In Level 2 CCI analysis, only a few models (e.g., Wan2.2-A14B, CogVideoX1.5-5B) show signs of causal cognition, with CCI scores around 0.45, still far from human levels (~0.78), highlighting the gap in deep causal understanding.
Scaling parameters and architectural improvements (e.g., from UNet to DiT) correlate positively with causal cognition metrics, suggesting that larger, more complex models tend to better grasp causal relationships.

Significance

This work pioneers a real-world, scalable causality benchmark for video diffusion models, moving beyond synthetic or controlled datasets. It provides a rigorous, quantitative measure of models’ causal perception and reasoning, revealing that current models mainly capture superficial temporal patterns rather than true causal understanding. The methodology bridges the gap between cognitive science and AI, offering a new lens to evaluate and improve models’ scene comprehension. The insights gained can guide future architecture design, training strategies, and the development of models capable of genuine causal reasoning, which is essential for autonomous decision-making, scene understanding, and AI alignment.

Technical Contribution

The paper introduces a novel dual-metric framework: RSI quantifies arrow-of-time perception via denoising loss differences, while CCI leverages a VLM to distinguish causal from non-causal videos automatically.

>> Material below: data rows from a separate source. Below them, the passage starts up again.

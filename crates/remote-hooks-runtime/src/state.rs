use std::cell::RefCell;
use std::fmt;
use std::rc::Rc;

use crate::scope::{ScopeId, WeakRecomposeScope};

struct StateCell<T> {
    value: RefCell<T>,
    readers: RefCell<Vec<(ScopeId, WeakRecomposeScope)>>,
}

/// Observable cell. Reading it inside a restartable group subscribes that
/// group; writing it invalidates every subscribed group that is still alive.
///
/// Clones share the cell and compare equal.
pub struct MutableState<T> {
    cell: Rc<StateCell<T>>,
}

impl<T> Clone for MutableState<T> {
    fn clone(&self) -> Self {
        Self {
            cell: Rc::clone(&self.cell),
        }
    }
}

impl<T> PartialEq for MutableState<T> {
    fn eq(&self, other: &Self) -> bool {
        Rc::ptr_eq(&self.cell, &other.cell)
    }
}

impl<T> Eq for MutableState<T> {}

impl<T> MutableState<T> {
    pub fn new(value: T) -> Self {
        Self {
            cell: Rc::new(StateCell {
                value: RefCell::new(value),
                readers: RefCell::new(Vec::new()),
            }),
        }
    }

    /// Read the value and subscribe the scope currently composing, if any.
    pub fn with<R>(&self, f: impl FnOnce(&T) -> R) -> R {
        if let Some(scope) = crate::current_recompose_scope() {
            let id = scope.id();
            let mut readers = self.cell.readers.borrow_mut();
            readers.retain(|(_, reader)| reader.upgrade().is_some());
            if !readers.iter().any(|(reader, _)| *reader == id) {
                readers.push((id, scope.downgrade()));
            }
        }
        f(&self.cell.value.borrow())
    }

    /// Read without subscribing the current scope.
    pub fn with_untracked<R>(&self, f: impl FnOnce(&T) -> R) -> R {
        f(&self.cell.value.borrow())
    }

    pub fn update<R>(&self, f: impl FnOnce(&mut T) -> R) -> R {
        let result = f(&mut self.cell.value.borrow_mut());
        self.invalidate_readers();
        result
    }

    pub fn set(&self, value: T) {
        *self.cell.value.borrow_mut() = value;
        self.invalidate_readers();
    }

    fn invalidate_readers(&self) {
        // Collected first: invalidation may re-enter and read this cell.
        let readers: Vec<WeakRecomposeScope> = {
            let mut readers = self.cell.readers.borrow_mut();
            readers.retain(|(_, reader)| reader.upgrade().is_some());
            readers.iter().map(|(_, reader)| reader.clone()).collect()
        };
        for reader in readers {
            reader.invalidate();
        }
    }
}

impl<T: Clone> MutableState<T> {
    pub fn value(&self) -> T {
        self.with(T::clone)
    }
}

impl<T: fmt::Debug> fmt::Debug for MutableState<T> {
    fn fmt(&self, f: &mut fmt::Formatter<'_>) -> fmt::Result {
        f.debug_tuple("MutableState")
            .field(&*self.cell.value.borrow())
            .finish()
    }
}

The zero-cost temporal reversal technique allows large-scale, real-world data utilization without synthetic scene generation. The combination of these metrics disentangles temporal bias from causal reasoning, providing a nuanced evaluation of models’ causal cognition. Additionally, the study demonstrates that model scale and architecture evolution (e.g., from UNet to DiT) enhance causal understanding, establishing scaling laws in this higher-order reasoning domain. This framework sets a new standard for causality assessment in generative models.

Novelty

This research is the first to adapt the VoE paradigm for evaluating causal understanding in real-world video diffusion models, utilizing natural, zero-cost temporal reversal instead of synthetic scenes. It introduces a two-level, scalable benchmark that disentangles arrow-of-time perception from genuine causal reasoning, addressing the limitations of prior physics-based or synthetic benchmarks. The integration of a VLM for dataset partitioning and the design of RSI and CCI metrics constitute significant innovations, enabling large-scale, real-world applicability. These contributions collectively push forward the frontier of causal cognition evaluation in generative AI, bridging cognitive science principles with modern deep learning techniques.

Limitations

In scenarios where forward and reversed videos are visually indistinguishable (e.g., Newton’s cradle), RSI fails to differentiate models’ sensitivity to time arrow, limiting its universality.
The reliance on model weights for denoising loss computation restricts external evaluation to open-source models, hindering assessment of proprietary or closed models.
Current models show limited performance in complex, long-term causal chains, indicating the need for more sophisticated causal inference mechanisms and multi-modal integration in future work.

Future Work

未来将探索多模态信息（如声音、文本）融合以增强因果推理能力，扩展到更复杂场景和长序列中。同时，结合因果推理的自监督训练策略，提升模型的深层因果理解。还计划引入可解释性机制，揭示模型内部的因果推理路径，推动构建更具自主性和可信度的智能系统。此外，研究将关注模型在长时序、多因果关系场景中的表现，优化算法效率和泛化能力，为实现更接近人类的因果理解提供技术支撑。

AI Executive Summary

在人工智能的长远发展中，构建具有深层因果理解能力的模型一直是核心追求。尽管近年来视频生成技术取得了巨大突破，尤其是基于扩散机制的模型（如Stable Diffusion、Denoising Diffusion Probabilistic Models）在生成逼真连续视频方面表现出色，但其是否真正理解事件背后的因果关系，仍是一个悬而未决的问题。传统的评估方法多依赖合成数据或受控场景，难以反映模型在复杂真实环境中的因果推理能力。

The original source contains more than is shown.